Look below for the line containing "the write lock" and the line containing "it doesn't exist."; repeat exactly those two lines and all lines between them, and nothing else.

##############################

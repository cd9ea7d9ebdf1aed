use crate::Value;
use serde::{Deserialize, Serialize};
use std::collections::BTreeMap;
use std::collections::btree_map::Iter;

/// Metadata describing a single downloadable item.
///
/// Keys starting with an underscore are private: templates and expressions can
/// read them, but [`public`](Self::public) leaves them out so they never end up
/// in persisted metadata.
#[derive(Debug, Clone, Default, PartialEq, Serialize, Deserialize)]
#[serde(transparent)]
pub struct Record {
    fields: BTreeMap<String, Value>,
}

impl Record {
    pub fn new() -> Self {
        Self::default()
    }

    pub fn get(&self, key: &str) -> Option<&Value> {
        self.fields.get(key)
    }

    pub fn contains_key(&self, key: &str) -> bool {
        self.fields.contains_key(key)
    }

    pub fn insert(&mut self, key: impl Into<String>, value: impl Into<Value>) -> Option<Value> {
        self.fields.insert(key.into(), value.into())
    }

    pub fn remove(&mut self, key: &str) -> Option<Value> {
        self.fields.remove(key)
    }

    /// Builder-style [`insert`](Self::insert).
    pub fn with(mut self, key: impl Into<String>, value: impl Into<Value>) -> Self {
        self.insert(key, value);
        self
    }

    /// String value of `key`, if present and a string.
    pub fn get_str(&self, key: &str) -> Option<&str> {
        self.get(key).and_then(Value::as_str)
    }

    pub fn iter(&self) -> Iter<'_, String, Value> {
        self.fields.iter()
    }

    pub fn len(&self) -> usize {
        self.fields.len()
    }

    pub fn is_empty(&self) -> bool {
        self.fields.is_empty()
    }

    /// Copy of this record without private (`_`-prefixed) entries.
    pub fn public(&self) -> Self {
        self.fields.iter().filter(|(k, _)| !k.starts_with('_')).map(|(k, v)| (k.clone(), v.clone())).collect()
    }

    /// Recursively merges `other` into this record; nested maps are combined,
    /// everything else is overwritten.
    pub fn combine(&mut self, other: Record) {
        for (key, value) in other.fields {
            match (self.fields.get_mut(&key), value) {
                (Some(Value::Map(existing)), Value::Map(incoming)) => combine_maps(existing, incoming),
                (_, value) => {
                    self.fields.insert(key, value);
                },
            }
        }
    }

    pub fn into_value(self) -> Value {
        Value::Map(self.fields)
    }
}

fn combine_maps(a: &mut BTreeMap<String, Value>, b: BTreeMap<String, Value>) {
    for (key, value) in b {
        match (a.get_mut(&key), value) {
            (Some(Value::Map(existing)), Value::Map(incoming)) => combine_maps(existing, incoming),
            (_, value) => {
                a.insert(key, value);
            },
        }
    }
}

impl<K: Into<String>, V: Into<Value>> FromIterator<(K, V)> for Record {
    fn from_iter<T: IntoIterator<Item = (K, V)>>(iter: T) -> Self {
        Self { fields: iter.into_iter().map(|(k, v)| (k.into(), v.into())).collect() }
    }
}

impl From<BTreeMap<String, Value>> for Record {
    fn from(fields: BTreeMap<String, Value>) -> Self {
        Self { fields }
    }
}

impl<'a> IntoIterator for &'a Record {
    type Item = (&'a String, &'a Value);
    type IntoIter = Iter<'a, String, Value>;

    fn into_iter(self) -> Self::IntoIter {
        self.fields.iter()
    }
}

#[cfg(test)]
mod tests {
    use super::*;

    #[test]
    fn test_public_strips_private_keys() {
        let record = Record::new().with("id", 1).with("_mtime", 12345).with("_archive_key", "x1");
        let public = record.public();
        assert_eq!(public.len(), 1);
        assert!(public.contains_key("id"));
        // Private keys remain readable on the original.
        assert_eq!(record.get("_mtime"), Some(&Value::Int(12345)));
    }

    #[test]
    fn test_combine_merges_nested_maps() {
        let mut a: Record = serde_json::from_str(r#"{"user": {"name": "a", "id": 1}, "n": 1}"#).unwrap();
        let b: Record = serde_json::from_str(r#"{"user": {"name": "b"}, "n": [2]}"#).unwrap();
        a.combine(b);
        let user = a.get("user").unwrap();
        assert_eq!(user.get("name"), Some(&Value::from("b")));
        assert_eq!(user.get("id"), Some(&Value::Int(1)));
        assert_eq!(a.get("n"), Some(&Value::from(vec![2])));
    }
}
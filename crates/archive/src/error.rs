//! Archive Error Types

use derive_more::{Display, Error};

/// An archive error with automatic location tracking.
pub type Error = exn::Exn<ErrorKind>;
/// Result type alias for archive operations.
pub type Result<T> = std::result::Result<T, Error>;

#[derive(Debug, Display, Error, Clone, PartialEq, Eq)]
pub enum ErrorKind {
    #[display("database error")]
    Database,
    /// `archive-prefix` + `archive-format` isn't a valid template.
    #[display("invalid archive key format: {_0}")]
    KeyFormat(#[error(not(source))] String),
}

impl ErrorKind {
    /// Returns `true` if retrying might succeed.
    pub fn is_retryable(&self) -> bool {
        matches!(self, Self::Database)
    }
}
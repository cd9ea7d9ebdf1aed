use crate::error::{ErrorKind, Result};
use exn::ResultExt;
use sqlx::sqlite::{SqliteConnectOptions, SqlitePool, SqlitePoolOptions, SqliteSynchronous};
use std::path::Path;
use std::time::Duration;
use tracing::instrument;
use trove_format::{Formatter, TemplateCache};
use trove_record::{Record, Value};

/// Record field the archive key is cached in between `check` and `add`.
pub const ARCHIVE_KEY: &str = "_archive_key";
pub const DEFAULT_ARCHIVE_FORMAT: &str = "{id}";
/// Keeps items from different sites apart when they share an id.
pub const DEFAULT_ARCHIVE_PREFIX: &str = "{category}";

// Several processes may share one archive file and each holds the write lock
// only for a single insert.
const BUSY_TIMEOUT: Duration = Duration::from_secs(60);
const MAX_CONNECTIONS: u32 = 5;

/// Durable set of keys identifying downloaded items.
///
/// Keys are rendered from each record with the archive's key template.
/// Entries are only ever added.
#[derive(Debug, Clone)]
pub struct DownloadArchive {
    pool: SqlitePool,
    keygen: Formatter,
}

impl DownloadArchive {
    async fn new(options: SqliteConnectOptions, max: u32, keygen: Formatter) -> Result<Self> {
        let pool = SqlitePoolOptions::new()
            .max_connections(max)
            .connect_with(options)
            .await
            .or_raise(|| ErrorKind::Database)?;
        sqlx::query(include_str!("../queries/create_table.sql"))
            .execute(&pool)
            .await
            .or_raise(|| ErrorKind::Database)?;
        Ok(Self { pool, keygen })
    }

    /// Compiles the key template, `prefix` followed by `format`.
    pub fn keygen(cache: &TemplateCache, prefix: &str, format: &str) -> Result<Formatter> {
        let template = format!("{prefix}{format}");
        Formatter::new(cache, &template, Value::Null).or_raise(|| ErrorKind::KeyFormat(template.clone()))
    }

    /// Opens the archive file at `path`, creating it if it doesn't exist.
    #[instrument(skip_all, fields(path = %path.as_ref().display()))]
    pub async fn open(path: impl AsRef<Path>, keygen: Formatter) -> Result<Self> {
        let options = Self::base_options().filename(path.as_ref()).create_if_missing(true);
        Self::new(options, MAX_CONNECTIONS, keygen).await
    }

    /// An archive that only lives as long as this value.
    ///
    /// Do NOT apply `#[cfg(test)]` so that other crates can also use this in their tests.
    pub async fn open_in_memory(keygen: Formatter) -> Result<Self> {
        let options = Self::base_options().filename(":memory:");
        // Every connection to ":memory:" is its own database.
        Self::new(options, 1, keygen).await
    }

    fn base_options() -> SqliteConnectOptions {
        SqliteConnectOptions::new()
            .journal_mode(sqlx::sqlite::SqliteJournalMode::Wal)
            .synchronous(SqliteSynchronous::Normal)
            .busy_timeout(BUSY_TIMEOUT)
    }

    pub fn key(&self, record: &Record) -> String {
        self.keygen.format(record)
    }

    /// Whether the record was downloaded before. The key is stored in the
    /// record under [`ARCHIVE_KEY`] for the following [`add`](Self::add).
    #[instrument(skip_all)]
    pub async fn check(&self, record: &mut Record) -> Result<bool> {
        let key = self.key(record);
        let found: bool = sqlx::query_scalar(include_str!("../queries/contains.sql"))
            .bind(&key)
            .fetch_one(&self.pool)
            .await
            .or_raise(|| ErrorKind::Database)?;
        tracing::trace!(%key, found, "checked archive");
        record.insert(ARCHIVE_KEY, key);
        Ok(found)
    }

    /// Adds the record's key. Adding a key twice is not an error.
    #[instrument(skip_all)]
    pub async fn add(&self, record: &Record) -> Result<()> {
        let key = match record.get_str(ARCHIVE_KEY) {
            Some(key) => key.to_string(),
            None => self.key(record),
        };
        sqlx::query(include_str!("../queries/insert.sql"))
            .bind(&key)
            .execute(&self.pool)
            .await
            .or_raise(|| ErrorKind::Database)?;
        tracing::debug!(%key, "added to archive");
        Ok(())
    }

    /// Number of keys in the archive.
    pub async fn len(&self) -> Result<u64> {
        let count: i64 = sqlx::query_scalar(include_str!("../queries/count.sql"))
            .fetch_one(&self.pool)
            .await
            .or_raise(|| ErrorKind::Database)?;
        Ok(u64::try_from(count).unwrap_or_default())
    }

    pub async fn is_empty(&self) -> Result<bool> {
        Ok(self.len().await? == 0)
    }

    pub async fn close(&self) {
        self.pool.close().await;
    }
}

#[cfg(test)]
mod tests {
    use super::*;
    use rstest::rstest;

    fn keygen(prefix: &str, format: &str) -> Formatter {
        DownloadArchive::keygen(&TemplateCache::new(), prefix, format).unwrap()
    }

    #[tokio::test]
    async fn test_check_then_add() {
        let archive = DownloadArchive::open_in_memory(keygen("site", DEFAULT_ARCHIVE_FORMAT)).await.unwrap();
        let mut record = Record::new().with("id", 42);
        assert!(!archive.check(&mut record).await.unwrap());
        assert_eq!(record.get_str(ARCHIVE_KEY), Some("site42"));
        archive.add(&record).await.unwrap();
        let mut again = Record::new().with("id", 42);
        assert!(archive.check(&mut again).await.unwrap());
        archive.close().await;
    }

    #[tokio::test]
    async fn test_add_is_idempotent() {
        let archive = DownloadArchive::open_in_memory(keygen("", "{id}_{num}")).await.unwrap();
        let record = Record::new().with("id", 1).with("num", 2);
        archive.add(&record).await.unwrap();
        archive.add(&record).await.unwrap();
        assert_eq!(archive.len().await.unwrap(), 1);
        archive.close().await;
    }

    #[tokio::test]
    async fn test_add_uses_cached_key() {
        let archive = DownloadArchive::open_in_memory(keygen("", "{id}")).await.unwrap();
        let mut record = Record::new().with("id", 1);
        archive.check(&mut record).await.unwrap();
        record.insert("id", 2);
        archive.add(&record).await.unwrap();
        assert!(archive.check(&mut Record::new().with("id", 1)).await.unwrap());
        assert!(!archive.check(&mut Record::new().with("id", 2)).await.unwrap());
    }

    #[tokio::test]
    async fn test_persists_between_opens() {
        let dir = tempfile::tempdir().unwrap();
        let path = dir.path().join("archive.sqlite3");
        let archive = DownloadArchive::open(&path, keygen("", "{id}")).await.unwrap();
        assert!(archive.is_empty().await.unwrap());
        archive.add(&Record::new().with("id", 7)).await.unwrap();
        archive.close().await;

        let archive = DownloadArchive::open(&path, keygen("", "{id}")).await.unwrap();
        assert_eq!(archive.len().await.unwrap(), 1);
        assert!(archive.check(&mut Record::new().with("id", 7)).await.unwrap());
        archive.close().await;
    }

    #[rstest]
    #[case("", "{id")]
    #[case("}", "{id}")]
    fn test_invalid_key_format(#[case] prefix: &str, #[case] format: &str) {
        let err = DownloadArchive::keygen(&TemplateCache::new(), prefix, format).unwrap_err();
        assert!(matches!(&*err, ErrorKind::KeyFormat(_)));
    }
}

##############################

Problem solution:
// Several processes may share one archive file and each holds the write lock
// only for a single insert.
const BUSY_TIMEOUT: Duration = Duration::from_secs(60);
const MAX_CONNECTIONS: u32 = 5;

/// Durable set of keys identifying downloaded items.
///
/// Keys are rendered from each record with the archive's key template.
/// Entries are only ever added.
#[derive(Debug, Clone)]
pub struct DownloadArchive {
    pool: SqlitePool,
    keygen: Formatter,
}

impl DownloadArchive {
    async fn new(options: SqliteConnectOptions, max: u32, keygen: Formatter) -> Result<Self> {
        let pool = SqlitePoolOptions::new()
            .max_connections(max)
            .connect_with(options)
            .await
            .or_raise(|| ErrorKind::Database)?;
        sqlx::query(include_str!("../queries/create_table.sql"))
            .execute(&pool)
            .await
            .or_raise(|| ErrorKind::Database)?;
        Ok(Self { pool, keygen })
    }

    /// Compiles the key template, `prefix` followed by `format`.
    pub fn keygen(cache: &TemplateCache, prefix: &str, format: &str) -> Result<Formatter> {
        let template = format!("{prefix}{format}");
        Formatter::new(cache, &template, Value::Null).or_raise(|| ErrorKind::KeyFormat(template.clone()))
    }

    /// Opens the archive file at `path`, creating it if it doesn't exist.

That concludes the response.